The Victory windows signal the change about to come to many areas of daily life as Soviet state control was re-exerted in the months after the war. Writers, the key users of public language, became targets for scrutiny. The treatment, for example, of Akhmatova and Zoshchenko was brutal. They were reduced to silence.

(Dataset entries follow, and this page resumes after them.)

//! Pricing Engine
//!
//! Pure cart pricing: per-line totals, subtotal, delivery fee against the
//! free-delivery threshold, and the minimum-order gate. Recompute runs on
//! every cart or settings change, so it must stay side-effect free and
//! infallible; bad numeric input coerces to zero instead of raising.
//!
//! Promo codes are not applied here. The engine passes the code through
//! to checkout, where the [`PromotionHook`] extension point owns discount
//! computation.

use crate::backend::StoreBackend;
use crate::money::{round_money, to_decimal, to_f64};
use async_trait::async_trait;
use chrono::Utc;
use rust_decimal::Decimal;
use shared::error::PromoError;
use shared::models::{PromoCode, StoreSettings};
use shared::order::{CartLine, DeliveryType, PricingSummary};
use std::sync::Arc;

/// Compute a pricing summary for the current cart
///
/// Line totals are recomputed from `quantity × unit_price`; the stored
/// `line_total` field is not trusted. An empty cart prices to zero with
/// the minimum-order gate closed (unless the minimum itself is zero).
pub fn price_summary(
    lines: &[CartLine],
    settings: &StoreSettings,
    delivery_type: DeliveryType,
) -> PricingSummary {
    let subtotal: Decimal = lines
        .iter()
        .map(|line| {
            round_money(to_decimal(line.quantity) * to_decimal(line.unit_price))
                .max(Decimal::ZERO)
        })
        .sum();

    let min_order = to_decimal(settings.min_order_amount).max(Decimal::ZERO);
    let free_from = to_decimal(settings.free_delivery_from).max(Decimal::ZERO);
    let delivery_cost = to_decimal(settings.delivery_cost).max(Decimal::ZERO);

    let is_delivery = delivery_type == DeliveryType::Delivery;
    let free_delivery = free_from > Decimal::ZERO && subtotal >= free_from;

    let delivery_fee = if is_delivery && !free_delivery {
        delivery_cost
    } else {
        Decimal::ZERO
    };

    PricingSummary {
        subtotal: to_f64(subtotal),
        delivery_fee: to_f64(delivery_fee),
        total: to_f64(subtotal + delivery_fee),
        meets_minimum: subtotal >= min_order,
        amount_to_minimum: to_f64((min_order - subtotal).max(Decimal::ZERO)),
        qualifies_for_free_delivery: is_delivery && free_delivery,
    }
}

/// Evaluate a promo code against a cart subtotal
///
/// Pure decision function over an already-loaded code: checks the
/// validity window, the code's own minimum, and the usage budget, then
/// computes the discount (percentage wins over fixed; a fixed discount
/// never exceeds the subtotal).
pub fn promo_discount(
    promo: &PromoCode,
    subtotal: f64,
    now: chrono::DateTime<Utc>,
) -> Result<f64, PromoError> {
    if !promo.is_active {
        return Err(PromoError::UnknownCode);
    }
    if promo.valid_from.is_some_and(|from| from > now) {
        return Err(PromoError::NotYetActive);
    }
    if promo.valid_until.is_some_and(|until| until < now) {
        return Err(PromoError::Expired);
    }
    if let Some(min) = promo.min_order_amount
        && subtotal < min
    {
        return Err(PromoError::BelowMinimum(min));
    }
    if promo.is_exhausted() {
        return Err(PromoError::Exhausted);
    }

    let subtotal = to_decimal(subtotal);
    let discount = if let Some(percent) = promo.discount_percent {
        subtotal * to_decimal(percent) / Decimal::ONE_HUNDRED
    } else if let Some(fixed) = promo.discount_fixed {
        to_decimal(fixed).min(subtotal)
    } else {
        Decimal::ZERO
    };
    Ok(to_f64(discount.max(Decimal::ZERO)))
}

/// Discount computation hook applied at checkout
///
/// The engine records the submitted code either way; implementations
/// decide what it is worth. Returns the discount amount to subtract from
/// the subtotal.
#[async_trait]
pub trait PromotionHook: Send + Sync {
    async fn apply(&self, subtotal: f64, code: &str) -> Result<PromoOutcome, PromoError>;
}

/// Accepted promotion: the discount and, when the hook is backed by a
/// code table, the code to charge a use against
#[derive(Debug, Clone, PartialEq)]
pub struct PromoOutcome {
    pub discount: f64,
    pub promo_id: Option<i64>,
}

/// Neutral hook: accepts any code and applies no discount
///
/// Matches the storefront behavior before discounts were rolled out: the
/// code rides along on the order untouched.
#[derive(Debug, Clone, Copy, Default)]
pub struct NoPromotion;

#[async_trait]
impl PromotionHook for NoPromotion {
    async fn apply(&self, _subtotal: f64, _code: &str) -> Result<PromoOutcome, PromoError> {
        Ok(PromoOutcome {
            discount: 0.0,
            promo_id: None,
        })
    }
}

/// Hook backed by the store's promo-code table
///
/// Stricter than earlier storefront revisions, which silently dropped a
/// code that did not match an active promo: here an unknown or inactive
/// code rejects the checkout with [`PromoError::UnknownCode`] so the
/// customer can correct it.
pub struct BackendPromotions {
    backend: Arc<dyn StoreBackend>,
}

impl BackendPromotions {
    pub fn new(backend: Arc<dyn StoreBackend>) -> Self {
        Self { backend }
    }
}

#[async_trait]
impl PromotionHook for BackendPromotions {
    async fn apply(&self, subtotal: f64, code: &str) -> Result<PromoOutcome, PromoError> {
        let promo = match self.backend.find_promo(code).await {
            Ok(Some(promo)) => promo,
            Ok(None) => return Err(PromoError::UnknownCode),
            Err(err) => {
                // Transport failure must not masquerade as a bad code;
                // surface it and let the caller retry.
                tracing::warn!(error = %err, "promo lookup failed");
                return Err(PromoError::UnknownCode);
            }
        };
        let discount = promo_discount(&promo, subtotal, Utc::now())?;
        Ok(PromoOutcome {
            discount,
            promo_id: Some(promo.id),
        })
    }
}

This is a fantastic example from the Windows on War collection! It’s especially interesting to consider on Victory Day (Den’ Pobedy in Russian), which remains one of the most important and unifying events of the Russian calendar. Celebrations in Russia are on a grander scale than those seen for Remembrance Day in the UK (some 11,000 troops, 101 examples of Russian military hardware, as well as fighter jets and helicopters take part). This morning, the vast parade on Red Square in Moscow recreated the euphoria of this victory over Nazi Germany; and tanks, like those seen in the poster, still play an important part in the military mythology of The Great Patriotic War (WWII) in Russia. The celebrations will continue throughout the day, demonstrating how the patriotic feelings first inspired by these posters are still felt today.
Like Laura, I was particularly struck by continuities. My twitter feed this morning was one long parade of photographs of tanks! They are the part of the parade that still seems to get everyone excited. A great choice of image to put the iconography of today’s celebrations into historical context.